Week 1 - Assignment

Introduction

Since the industrial era, human activity has profoundly transformed the Earth, our impact range from the macroscopic to the microscopic, with one of the most striking examples being plastic pollution. Since its invention, an estimated 8.3 billion tons of plastic have been produced, with approximately 70% accumulating in the environment.

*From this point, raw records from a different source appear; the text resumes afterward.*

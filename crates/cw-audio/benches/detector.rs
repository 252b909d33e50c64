//! Benchmark for the full detection chain and the two pitch backends

use criterion::{Criterion, black_box, criterion_group, criterion_main};
use cw_audio::detector::CryDetector;
use cw_audio::features::PitchEstimator;
use cw_core::{DetectorConfig, PitchMethod};

const SAMPLE_RATE: u32 = 16_000;

fn synth(seconds: usize) -> Vec<f32> {
    (0..SAMPLE_RATE as usize * seconds)
        .map(|i| {
            let t = i as f32 / SAMPLE_RATE as f32;
            (2.0 * std::f32::consts::PI * (450.0 + 100.0 * (3.0 * t).sin()) * t).sin()
        })
        .collect()
}

fn bench_detect(c: &mut Criterion) {
    let signal = synth(10);
    for method in [PitchMethod::Direct, PitchMethod::Fft] {
        let detector = CryDetector::new(DetectorConfig {
            pitch_method: method,
            ..DetectorConfig::default()
        })
        .unwrap();
        c.bench_function(&format!("detect_10s_{method:?}"), |b| {
            b.iter(|| detector.detect(black_box(&signal), SAMPLE_RATE))
        });
    }
}

fn bench_pitch(c: &mut Criterion) {
    let frame: Vec<f64> = (0..1024).map(|i| (f64::from(i) * 0.19).sin()).collect();
    for method in [PitchMethod::Direct, PitchMethod::Fft] {
        let config = DetectorConfig {
            pitch_method: method,
            ..DetectorConfig::default()
        };
        let mut est = PitchEstimator::new(&config, SAMPLE_RATE);
        c.bench_function(&format!("pitch_frame_{method:?}"), |b| {
            b.iter(|| est.estimate(black_box(&frame)))
        });
    }
}

criterion_group!(benches, bench_detect, bench_pitch);
criterion_main!(benches);
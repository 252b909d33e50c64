use realfft::RealFftPlanner;
use realfft::num_complex::Complex64;

/// FFT autocorrelation pipeline using realfft.
///
/// Zero-pads each frame to at least twice its length so the circular
/// correlation equals the linear one, then returns
/// `r[lag] = sum(x[n] * x[n + lag])` for every lag below the frame length.
/// Plans and scratch buffers are allocated once.
///
/// # Example
/// ```
/// use cw_audio::autocorr::AutocorrPipeline;
/// let mut ac = AutocorrPipeline::new(4);
/// let r = ac.process(&[1.0, 2.0, 3.0, 4.0]);
/// assert!((r[0] - 30.0).abs() < 1e-9);
/// assert!((r[1] - 20.0).abs() < 1e-9);
/// ```
pub struct AutocorrPipeline {
    frame_size: usize,
    fft_size: usize,
    time_buf: Vec<f64>,
    spectrum_buf: Vec<Complex64>,
    forward_scratch: Vec<Complex64>,
    inverse_scratch: Vec<Complex64>,
    forward: std::sync::Arc<dyn realfft::RealToComplex<f64>>,
    inverse: std::sync::Arc<dyn realfft::ComplexToReal<f64>>,
    lags: Vec<f64>,
}

impl AutocorrPipeline {
    /// Create a pipeline for frames of `frame_size` samples.
    ///
    /// # Panics
    /// Panics if `frame_size` is 0.
    #[must_use]
    pub fn new(frame_size: usize) -> Self {
        assert!(frame_size > 0, "frame size must be > 0");

        let fft_size = (2 * frame_size).next_power_of_two();
        let mut planner = RealFftPlanner::<f64>::new();
        let forward = planner.plan_fft_forward(fft_size);
        let inverse = planner.plan_fft_inverse(fft_size);

        let time_buf = forward.make_input_vec();
        let spectrum_buf = forward.make_output_vec();
        let forward_scratch = forward.make_scratch_vec();
        let inverse_scratch = inverse.make_scratch_vec();

        Self {
            frame_size,
            fft_size,
            time_buf,
            spectrum_buf,
            forward_scratch,
            inverse_scratch,
            forward,
            inverse,
            lags: vec![0.0; frame_size],
        }
    }

    /// Autocorrelation of `frame` for lags `0..frame_size`.
    ///
    /// Shorter frames are zero-padded; longer ones are truncated.
    pub fn process(&mut self, frame: &[f64]) -> &[f64] {
        let n = self.frame_size.min(frame.len());

        for (i, slot) in self.time_buf.iter_mut().enumerate() {
            *slot = if i < n { frame[i] } else { 0.0 };
        }

        if self
            .forward
            .process_with_scratch(
                &mut self.time_buf,
                &mut self.spectrum_buf,
                &mut self.forward_scratch,
            )
            .is_err()
        {
            self.lags.fill(0.0);
            return &self.lags;
        }

        // Power spectrum; purely real, so the DC/Nyquist imaginary parts are exactly 0.
        for c in &mut self.spectrum_buf {
            *c = Complex64::new(c.norm_sqr(), 0.0);
        }

        if self
            .inverse
            .process_with_scratch(
                &mut self.spectrum_buf,
                &mut self.time_buf,
                &mut self.inverse_scratch,
            )
            .is_err()
        {
            self.lags.fill(0.0);
            return &self.lags;
        }

        let scale = 1.0 / self.fft_size as f64;
        for (lag, out) in self.lags.iter_mut().enumerate() {
            *out = self.time_buf[lag] * scale;
        }
        &self.lags
    }

    /// Frame length this pipeline was planned for.
    #[must_use]
    pub fn frame_size(&self) -> usize {
        self.frame_size
    }
}

#[cfg(test)]
mod tests {
    use super::*;

    fn direct(frame: &[f64], lag: usize) -> f64 {
        frame[..frame.len() - lag]
            .iter()
            .zip(&frame[lag..])
            .map(|(a, b)| a * b)
            .sum()
    }

    #[test]
    fn matches_direct_sum() {
        let frame: Vec<f64> = (0..256)
            .map(|i| (i as f64 * 0.17).sin() + 0.3 * (i as f64 * 0.61).cos())
            .collect();
        let mut ac = AutocorrPipeline::new(256);
        let r = ac.process(&frame).to_vec();
        for lag in [0, 1, 7, 31, 100, 255] {
            assert!((r[lag] - direct(&frame, lag)).abs() < 1e-8, "lag {lag}");
        }
    }

    #[test]
    fn silent_frame_is_zero() {
        let mut ac = AutocorrPipeline::new(64);
        assert!(ac.process(&[0.0; 64]).iter().all(|&v| v.abs() < 1e-15));
    }
}
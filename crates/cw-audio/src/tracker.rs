use std::collections::VecDeque;

use cw_core::{DetectorConfig, FeatureVector, TrackedFeatures};

/// Cross-frame state: smoothed energy and recent pitch values.
///
/// Passed by value into [`TrackerState::advance`] and returned updated, so
/// a whole signal is a fold over its frames. A fresh state is used per signal.
///
/// # Example
/// ```
/// use cw_audio::tracker::TrackerState;
/// use cw_core::{DetectorConfig, FeatureVector};
/// let config = DetectorConfig::default();
/// let f = FeatureVector { teager_energy: 0.01, zcr: 0.05, pitch_hz: 400.0 };
/// let (state, tracked) = TrackerState::new(&config).advance(&f, &config);
/// assert!((tracked.smoothed_energy - 0.01).abs() < 1e-12);
/// assert_eq!(state.pitch_history().len(), 1);
/// ```
#[derive(Clone, Debug, Default, PartialEq)]
pub struct TrackerState {
    smoothed_energy: Option<f64>,
    pitch_history: VecDeque<f64>,
}

impl TrackerState {
    /// Empty state sized for `config.pitch_window`.
    #[must_use]
    pub fn new(config: &DetectorConfig) -> Self {
        Self {
            smoothed_energy: None,
            pitch_history: VecDeque::with_capacity(config.pitch_window),
        }
    }

    /// Absorb one frame's features.
    ///
    /// The first frame seeds the EMA with its own energy. Undetected pitch
    /// (0 Hz) enters the window unless `unvoiced_in_window` is off.
    #[must_use]
    pub fn advance(
        mut self,
        features: &FeatureVector,
        config: &DetectorConfig,
    ) -> (Self, TrackedFeatures) {
        let teo = features.teager_energy;
        let smoothed = match self.smoothed_energy {
            None => teo,
            Some(prev) => config.smooth_alpha * teo + (1.0 - config.smooth_alpha) * prev,
        };
        self.smoothed_energy = Some(smoothed);

        if features.has_pitch() || config.unvoiced_in_window {
            self.pitch_history.push_back(features.pitch_hz);
            while self.pitch_history.len() > config.pitch_window {
                self.pitch_history.pop_front();
            }
        }

        let tracked = TrackedFeatures {
            smoothed_energy: smoothed,
            pitch_std: population_std(&self.pitch_history),
        };
        (self, tracked)
    }

    /// Most recent pitch values, oldest first.
    #[must_use]
    pub fn pitch_history(&self) -> &VecDeque<f64> {
        &self.pitch_history
    }

    /// Current smoothed energy, `None` before the first frame.
    #[must_use]
    pub fn smoothed_energy(&self) -> Option<f64> {
        self.smoothed_energy
    }
}

/// Population standard deviation (divides by `n`). 0 for an empty window.
#[must_use]
pub fn population_std(values: &VecDeque<f64>) -> f64 {
    if values.is_empty() {
        return 0.0;
    }
    let n = values.len() as f64;
    let mean = values.iter().sum::<f64>() / n;
    let var = values.iter().map(|v| (v - mean).powi(2)).sum::<f64>() / n;
    var.sqrt()
}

Plastics have become so pervasive that recent studies have detected microplastics even within the human body. A major concern is their persistence as these non-reactive materials cannot be effectively targeted by the immune system, potentially leading to accumulation, blockages, and tissue damage. Countermeasures must be designed to tackle this problem, a possible development idea would be the genetic engineering of human macrophages to effectively recognize plastic materials and degrade them by making them express specific plastic-degrading enzymes such as PETases or MHETases which have been found effectively produced in bacteria.

Goal Policy

Biosafety

In the design of synthetic therapeutical practices risk evaluation is one of the main steps as the safety of the patient is the highest priority. For this reason, it is mandatory to conduct preclinical and clinical testing to assess potential immunogenicity, toxicity, and unintended interactions with the human host. Moreover, since the technology could alter the delicate equilibrium of the host, genetic tools should be implemented to prevent overactivation or uncontrolled proliferation of engineered macrophages.

The body environment is complex and many therapies experience off-target effects. Macrophages have to be designed with highly specific receptors to recognize and degrade only plastic materials, preventing interference with natural biological structures. In doing so, developing long-term monitoring protocols for macrophages activity is essential to study long-term effects on human health.

Finally, containment solutions mus be adopted to avoid environmental leakage if modified macrophages are inadvertently released or persist beyond intended use.

Governance actions

1. New regulations and approvals

Purpose

This projects present many challenges as current cell-based treatments are not designed for long term functioning under a prolonged environmental exposure (the continuative ingestion of microplastics), meaning that an appropriate rule framework for approval is nowadays missing. This calls for a specialized regulatory approval pathway to ensure safety, efficacy, and long-term monitoring before human trials and clinical use.

Design

The interplay of many organs is required to ensure a correct research and market entry for the therapy, starting from synthetic biology researchers and biotech companies to ultimately being approved by official regulators (WHO, FDA, EMA, etc…).

It is essential to monitor the long term effects through mandatory patient follow-ups and federal organisation should make companies apply post-market surveillance actions.